HMRC's CEST Tool: What It Claims to Do
HMRC's Check Employment Status for Tax (CEST) tool is the government's own online questionnaire for determining whether a contractor falls inside or outside IR35. It asks a series of yes/no questions about how the contractor works. Then it gives you a green light or a red flag.
On paper, it sounds useful. A 12-person creative agency in Bristol Harbourside taking on a freelance brand strategist could run the tool, get an answer, and move on. In practice, the CEST tool limitation for creative agency engagements becomes obvious within the first few questions.
Creative agencies do not operate like traditional employers. Your contractors do not clock in and out. They do not use your equipment. They work on multiple client projects simultaneously, often from their own studios. The CEST tool was not built for that reality.
Why Creative Agency Contractor Engagements Break CEST
The Substitution Question
CEST asks: "Can the contractor send someone else to do the work?"

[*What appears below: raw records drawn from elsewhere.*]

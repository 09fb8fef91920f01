//! A minimal tween timeline driven by an explicit clock.
//!
//! A [`Timeline`] is a list of tweens, each moving one keyed scalar of some [`TweenTarget`]
//! towards a target value over `[at, at + duration]` (timeline-local seconds). The owner calls
//! [`Timeline::advance`] once per frame; tweens are applied in start-offset order, so the target
//! has received every value for the tick before `advance` returns and the caller can render.
//!
//! The start value of a tween is captured the first time it becomes active, not when it is
//! scheduled. Two tweens on the same key therefore chain naturally when the later one starts
//! after the earlier one ends.

use crate::{animation::ease::Ease, foundation::math::lerp};

/// Something a timeline can read and write scalars on.
pub trait TweenTarget<K> {
    /// Current value for `key`.
    fn value(&self, key: K) -> f64;
    /// Store an interpolated value for `key`.
    fn set_value(&mut self, key: K, value: f64);
}

#[derive(Clone, Copy, Debug, PartialEq, serde::Serialize, serde::Deserialize)]
pub struct TweenProps {
    /// Seconds from start to target.
    pub duration: f64,
    pub ease: Ease,
}

impl TweenProps {
    pub fn new(duration: f64, ease: Ease) -> Self {
        Self { duration, ease }
    }
}

/// One scheduled interpolation.
#[derive(Clone, Debug, PartialEq)]
pub struct Tween<K> {
    pub key: K,
    pub target: f64,
    /// Start offset in timeline-local seconds.
    pub at: f64,
    pub props: TweenProps,
    from: Option<f64>,
    done: bool,
}

impl<K> Tween<K> {
    pub fn end(&self) -> f64 {
        self.at + self.props.duration.max(0.0)
    }

    pub fn is_done(&self) -> bool {
        self.done
    }
}

#[derive(Clone, Copy, Debug, Default, PartialEq)]
pub struct TimelineOpts {
    /// Seconds to wait before local time starts running.
    pub delay: f64,
}

#[derive(Clone, Copy, Debug, PartialEq, Eq)]
pub enum TimelineStatus {
    /// Still inside the start delay; nothing has been written.
    Pending,
    Running,
    /// Every tween has reached its target.
    Complete,
}

#[derive(Clone, Debug)]
pub struct Timeline<K> {
    tweens: Vec<Tween<K>>,
    delay: f64,
    elapsed: f64,
}

impl<K: Copy + PartialEq> Timeline<K> {
    pub fn new(opts: TimelineOpts) -> Self {
        Self {
            tweens: Vec::new(),
            delay: opts.delay.max(0.0),
            elapsed: 0.0,
        }
    }

    /// Schedule `key` to move to `target` starting at local offset `at`.
    pub fn to(&mut self, key: K, target: f64, props: TweenProps, at: f64) -> &mut Self {
        debug_assert!(target.is_finite(), "tween target must be finite");
        debug_assert!(props.duration >= 0.0, "tween duration must be >= 0");
        let at = at.max(0.0);
        // Keep start order; ties keep insertion order.
        let idx = self.tweens.partition_point(|t| t.at <= at);
        self.tweens.insert(
            idx,
            Tween {
                key,
                target,
                at,
                props,
                from: None,
                done: false,
            },
        );
        self
    }

    /// Drop every tween on `key`, finished or not. Used for overwrite-style retargeting.
    pub fn kill(&mut self, key: K) {
        self.tweens.retain(|t| t.key != key);
    }

    pub fn tweens(&self) -> &[Tween<K>] {
        &self.tweens
    }

    /// Local length: end of the latest tween.
    pub fn duration(&self) -> f64 {
        self.tweens.iter().map(Tween::end).fold(0.0, f64::max)
    }

    /// Start delay plus local length.
    pub fn total_duration(&self) -> f64 {
        self.delay + self.duration()
    }

    pub fn elapsed(&self) -> f64 {
        self.elapsed
    }

    /// Seconds since the start delay ran out (zero while pending).
    pub fn local_time(&self) -> f64 {
        (self.elapsed - self.delay).max(0.0)
    }

    pub fn is_complete(&self) -> bool {
        self.elapsed >= self.delay && self.tweens.iter().all(Tween::is_done)
    }

    /// Move the clock forward by `dt` seconds and write every active tween's value.
    pub fn advance<T: TweenTarget<K>>(&mut self, dt: f64, target: &mut T) -> TimelineStatus {
        if dt.is_finite() && dt > 0.0 {
            self.elapsed += dt;
        }
        if self.elapsed < self.delay {
            return TimelineStatus::Pending;
        }

        let now = self.local_time();
        for tween in self.tweens.iter_mut() {
            if tween.done || tween.at > now {
                continue;
            }
            let key = tween.key;
            let from = *tween.from.get_or_insert_with(|| target.value(key));
            let progress = if tween.props.duration <= 0.0 {
                1.0
            } else {
                ((now - tween.at) / tween.props.duration).clamp(0.0, 1.0)
            };
            let value = if progress >= 1.0 {
                tween.target
            } else {
                lerp(from, tween.target, tween.props.ease.apply(progress))
            };
            target.set_value(key, value);
            tween.done = progress >= 1.0;
        }

        if self.is_complete() {
            TimelineStatus::Complete
        } else {
            TimelineStatus::Running
        }
    }
}

#[cfg(test)]
#[path = "../../tests/unit/animation/timeline.rs"]
mod tests;
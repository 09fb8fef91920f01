pub(crate) mod config;
pub(crate) mod hooks;
pub(crate) mod orchestrator;
pub(crate) mod scroll;
pub(crate) mod stagger;
pub(crate) mod state;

For a creative agency, this is rarely a clean yes or no. A freelance motion designer might have a trusted junior they could delegate to for a specific task. But the client specifically hired that designer for their style, their portfolio, their reputation. Substitution is theoretically possible but commercially unworkable.
CEST treats a "no" on substitution as a strong indicator of employment. But in creative work, the personal nature of the output does not mean the contractor is an employee. It means the client wants that specific person's creative vision.
This is the first major CEST tool limitation for creative agency work: the tool assumes a binary answer exists where, in reality, the answer is "it depends on the project."
The Control Question
CEST asks whether the client controls how, when, and where the contractor works. For a traditional temp worker, this is straightforward. For a creative contractor, it is almost always a mess.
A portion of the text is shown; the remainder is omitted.